By Luther Martin, Voltage Security
September 08, 2009 — CSO — One problem that every information security organization faces is how to accurately quantify the risks that they manage. In most cases, there is not enough information available to do this, but there is now enough known about data breaches to let us draw interesting conclusions, some of which may even have implications in other areas of information security.
Measuring riskThe risk associated with an event is traditionally defined to be the average loss that the event causes. This is the basis for the annual loss expectancy (ALE) approach to risk management. Almost everyone in the field of information security learns about the ALE approach. It's even part of the CISSP Common Body of Knowledge. On the other hand, almost nobody actually uses it.
The ALE approach tells us to calculate the risk of an event by multiplying the loss that you get when the event happens and the probability of the event happening. For example, an event that causes $1 million in loss and has a 1 in 1,000 chance of happening each year represents $1,000 in risk per year, which we get by multiplying the $1 million and the probability of 1 in 1,000. (Editor's note: See Bruce Schneier's analysis of ALE in Security ROI: Fact or Fiction?)
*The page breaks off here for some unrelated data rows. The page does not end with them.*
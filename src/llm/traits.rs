//! LLM 客户端抽象
//!
//! 所有后端（OpenAI 兼容 / Scripted Mock）实现 LlmClient：step（单步补全，
//! 可携带一个工具）、step_stream（流式单步）、complete_object（结构化生成）
//! 与 complete_object_stream（流式结构化，由调用方聚合最终快照）。

use std::pin::Pin;

use async_trait::async_trait;
use futures_util::Stream;
use serde_json::Value;
use thiserror::Error;

/// 装箱的 Send 流
pub type BoxStream<T> = Pin<Box<dyn Stream<Item = T> + Send>>;

/// LLM 调用错误
#[derive(Error, Debug, Clone)]
pub enum LlmError {
    #[error("API error: {0}")]
    Api(String),

    #[error("Stream error: {0}")]
    Stream(String),

    #[error("Request timed out after {0}s")]
    Timeout(u64),

    #[error("Malformed structured output: {0}")]
    BadObject(String),
}

/// 对话消息（含工具调用往返）
#[derive(Clone, Debug)]
pub enum ChatMessage {
    System(String),
    User(String),
    /// 助手输出：文本与（可能的）工具调用请求
    Assistant {
        text: String,
        tool_calls: Vec<ToolCallRequest>,
    },
    /// 工具执行结果，回填给下一步
    ToolResult {
        call_id: String,
        content: String,
    },
}

/// 模型发起的一次工具调用请求
#[derive(Clone, Debug)]
pub struct ToolCallRequest {
    pub id: String,
    pub name: String,
    pub arguments: Value,
}

/// 暴露给模型的工具声明（名称 + 描述 + 参数 JSON Schema）
#[derive(Clone, Debug)]
pub struct ToolSpec {
    pub name: String,
    pub description: String,
    pub parameters: Value,
}

/// 单步调用请求：模型、消息历史、至多一个工具
#[derive(Clone, Debug)]
pub struct StepRequest {
    pub model: String,
    pub messages: Vec<ChatMessage>,
    pub tool: Option<ToolSpec>,
}

impl StepRequest {
    pub fn new(model: impl Into<String>, messages: Vec<ChatMessage>) -> Self {
        Self {
            model: model.into(),
            messages,
            tool: None,
        }
    }

    pub fn with_tool(mut self, tool: ToolSpec) -> Self {
        self.tool = Some(tool);
        self
    }
}

/// 单步结果：文本与（可能为空的）工具调用请求列表
#[derive(Clone, Debug, Default)]
pub struct StepOutcome {
    pub text: String,
    pub tool_calls: Vec<ToolCallRequest>,
}

impl StepOutcome {
    pub fn text(text: impl Into<String>) -> Self {
        Self {
            text: text.into(),
            tool_calls: Vec::new(),
        }
    }

    pub fn tool_call(call: ToolCallRequest) -> Self {
        Self {
            text: String::new(),
            tool_calls: vec![call],
        }
    }
}

/// 流式单步的增量：文本增量，或（流尾聚合完成的）工具调用
#[derive(Clone, Debug)]
pub enum StepDelta {
    Text(String),
    ToolCall(ToolCallRequest),
}

/// 结构化生成的约束：None 表示 schemaless（尽力而为的 JSON 模式）
#[derive(Clone, Debug)]
pub struct ObjectSpec {
    pub name: String,
    pub schema: Option<Value>,
}

impl ObjectSpec {
    pub fn schemaless() -> Self {
        Self {
            name: "structured_output".to_string(),
            schema: None,
        }
    }

    pub fn with_schema(schema: Value) -> Self {
        Self {
            name: "structured_output".to_string(),
            schema: Some(schema),
        }
    }
}

/// LLM 客户端 trait：单步补全（可带工具）与结构化生成，各有流式变体
#[async_trait]
pub trait LlmClient: Send + Sync {
    /// 非流式单步：返回文本或工具调用请求
    async fn step(&self, req: &StepRequest) -> Result<StepOutcome, LlmError>;

    /// 流式单步：文本增量逐段产出，工具调用在流尾聚合后产出
    async fn step_stream(
        &self,
        req: &StepRequest,
    ) -> Result<BoxStream<Result<StepDelta, LlmError>>, LlmError>;

    /// 结构化生成：按 ObjectSpec 约束返回 JSON 值（schema 为 None 时尽力而为）
    async fn complete_object(
        &self,
        req: &StepRequest,
        spec: &ObjectSpec,
    ) -> Result<Value, LlmError>;

    /// 流式结构化生成：产出原始 JSON 文本增量；调用方负责排空并解析最终快照
    async fn complete_object_stream(
        &self,
        req: &StepRequest,
        spec: &ObjectSpec,
    ) -> Result<BoxStream<Result<String, LlmError>>, LlmError>;
}
//! Schema 层：描述文本解析与生成助手
//!
//! resolve_schema 是结构化生成路径的唯一入口：文本缺失或解析失败时
//! 降级为 schemaless（尽力而为的 JSON 模式），绝不让坏 schema 让请求失败。

pub mod assistant;
pub mod parser;

use serde_json::Value;
use tracing::warn;

use crate::llm::ObjectSpec;
pub use assistant::draft_schema;
pub use parser::{parse_schema, Annotated, Field, SchemaNode, SchemaParseError};

/// 解析结果：结构化约束，或降级后的 schemaless
#[derive(Clone, Debug)]
pub enum ResolvedSchema {
    /// 解析成功：保留字段名（供合成提示词点名）与 JSON Schema
    Parsed {
        field_names: Vec<String>,
        json_schema: Value,
        text: String,
    },
    Schemaless,
}

impl ResolvedSchema {
    /// 结构化生成约束
    pub fn object_spec(&self) -> ObjectSpec {
        match self {
            Self::Parsed { json_schema, .. } => ObjectSpec::with_schema(json_schema.clone()),
            Self::Schemaless => ObjectSpec::schemaless(),
        }
    }

    /// 顶层字段名（schemaless 为空）
    pub fn field_names(&self) -> &[String] {
        match self {
            Self::Parsed { field_names, .. } => field_names,
            Self::Schemaless => &[],
        }
    }

    /// 原始 schema 文本（供合成提示词展示期望结构）
    pub fn text(&self) -> Option<&str> {
        match self {
            Self::Parsed { text, .. } => Some(text),
            Self::Schemaless => None,
        }
    }
}

/// 解析 schema 描述文本；缺失、空白或无法解析时降级为 schemaless
pub fn resolve_schema(text: Option<&str>) -> ResolvedSchema {
    let Some(text) = text.map(str::trim).filter(|t| !t.is_empty()) else {
        return ResolvedSchema::Schemaless;
    };
    match parse_schema(text) {
        Ok(annotated) => ResolvedSchema::Parsed {
            field_names: annotated
                .top_level_field_names()
                .into_iter()
                .map(String::from)
                .collect(),
            json_schema: annotated.to_json_schema(),
            text: text.to_string(),
        },
        Err(e) => {
            warn!(error = %e, "schema parse failed, falling back to schemaless output");
            ResolvedSchema::Schemaless
        }
    }
}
The biggest problem with using the ALE approach in information security is that we usually know neither the loss that a particular event causes nor the chances of the event happening. The chances are probably very good that any web server has an exploitable weakness that security researchers haven't found yet, but what are the chances of one of these bugs being found in the next year? And if one is found, exactly how do you measure the damage caused by hackers exploiting it? It's hard to get good answers to questions like these, so traditional risk-management approaches have found very limited uses in information security.
In the case of data breaches, however, there is now lots of data available. The Open Security Foundation (OSF) (http://datalossdb.org/) has done an excellent job of tracking down the details of over 2,000 data breaches, and their data shows some interesting patterns. Here's a graph that shows of the history of data breaches since January 1, 2006.
It's not easy to see a pattern in this graph, but if we take logarithm of the data, we find that it's a very good match to data that you'd expect from a normal distribution, what's sometimes called a "bell curve." In particular, the logarithm of the size of data breaches is a very good match to data that has a normal distribution with a mean of 3.4 and a standard deviation of 1.2. This is shown in following graph that compares the observed sizes of data breaches with what the normal distribution predicts.
There is definitely a pattern in the number of records exposed by data breaches, and it follows a so-called lognormal distribution. It doesn't follow the normal distribution, but its logarithm does.
Interpreting this information
Knowing that the size of data breaches follows a lognormal distribution tells us some of the things that we'd like to know, but it still doesn't tell us everything that we'd like to know. This is much like what knowing the probabilities associated with flipping a coin tell us.